_ABOUT THIS TASK_
In the data, find each line where the word "Display" appears and list that line.

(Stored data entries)
######
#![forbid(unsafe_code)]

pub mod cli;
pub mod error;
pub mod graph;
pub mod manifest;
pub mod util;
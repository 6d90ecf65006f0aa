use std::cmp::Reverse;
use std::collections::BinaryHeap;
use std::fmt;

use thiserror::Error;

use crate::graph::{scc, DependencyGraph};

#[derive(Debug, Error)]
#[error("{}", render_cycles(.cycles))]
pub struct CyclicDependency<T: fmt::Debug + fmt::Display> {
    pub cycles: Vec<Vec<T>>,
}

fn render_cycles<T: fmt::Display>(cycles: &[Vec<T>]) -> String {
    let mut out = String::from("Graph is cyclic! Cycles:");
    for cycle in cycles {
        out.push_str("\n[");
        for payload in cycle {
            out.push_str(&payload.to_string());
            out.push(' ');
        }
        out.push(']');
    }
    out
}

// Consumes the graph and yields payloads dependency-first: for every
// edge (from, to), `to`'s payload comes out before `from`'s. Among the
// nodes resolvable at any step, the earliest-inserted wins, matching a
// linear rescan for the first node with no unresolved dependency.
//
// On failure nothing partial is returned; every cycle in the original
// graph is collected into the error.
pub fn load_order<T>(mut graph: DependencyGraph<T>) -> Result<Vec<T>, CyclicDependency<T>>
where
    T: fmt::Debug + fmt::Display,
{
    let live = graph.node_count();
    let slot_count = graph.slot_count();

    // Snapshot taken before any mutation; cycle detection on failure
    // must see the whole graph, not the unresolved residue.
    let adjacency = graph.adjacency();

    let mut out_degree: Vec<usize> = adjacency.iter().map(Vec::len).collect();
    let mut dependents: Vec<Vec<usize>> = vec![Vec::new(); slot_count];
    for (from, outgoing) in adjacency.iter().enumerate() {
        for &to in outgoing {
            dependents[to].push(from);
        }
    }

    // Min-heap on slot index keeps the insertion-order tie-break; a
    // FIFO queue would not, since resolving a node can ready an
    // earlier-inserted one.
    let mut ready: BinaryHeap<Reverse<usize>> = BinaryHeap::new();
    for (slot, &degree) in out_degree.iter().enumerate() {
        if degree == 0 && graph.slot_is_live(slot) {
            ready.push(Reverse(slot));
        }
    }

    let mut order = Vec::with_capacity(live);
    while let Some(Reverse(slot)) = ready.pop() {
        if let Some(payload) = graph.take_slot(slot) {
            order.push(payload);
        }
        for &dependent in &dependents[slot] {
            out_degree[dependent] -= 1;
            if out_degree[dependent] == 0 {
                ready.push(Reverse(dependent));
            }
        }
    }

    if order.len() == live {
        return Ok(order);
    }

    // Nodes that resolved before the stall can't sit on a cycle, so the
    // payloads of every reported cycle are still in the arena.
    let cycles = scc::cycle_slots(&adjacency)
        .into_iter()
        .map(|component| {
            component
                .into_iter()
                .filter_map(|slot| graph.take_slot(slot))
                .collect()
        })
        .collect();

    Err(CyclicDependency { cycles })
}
######
_SOLUTION TO THIS EXERCISE_
pub struct CyclicDependency<T: fmt::Debug + fmt::Display> {
fn render_cycles<T: fmt::Display>(cycles: &[Vec<T>]) -> String {
    T: fmt::Debug + fmt::Display,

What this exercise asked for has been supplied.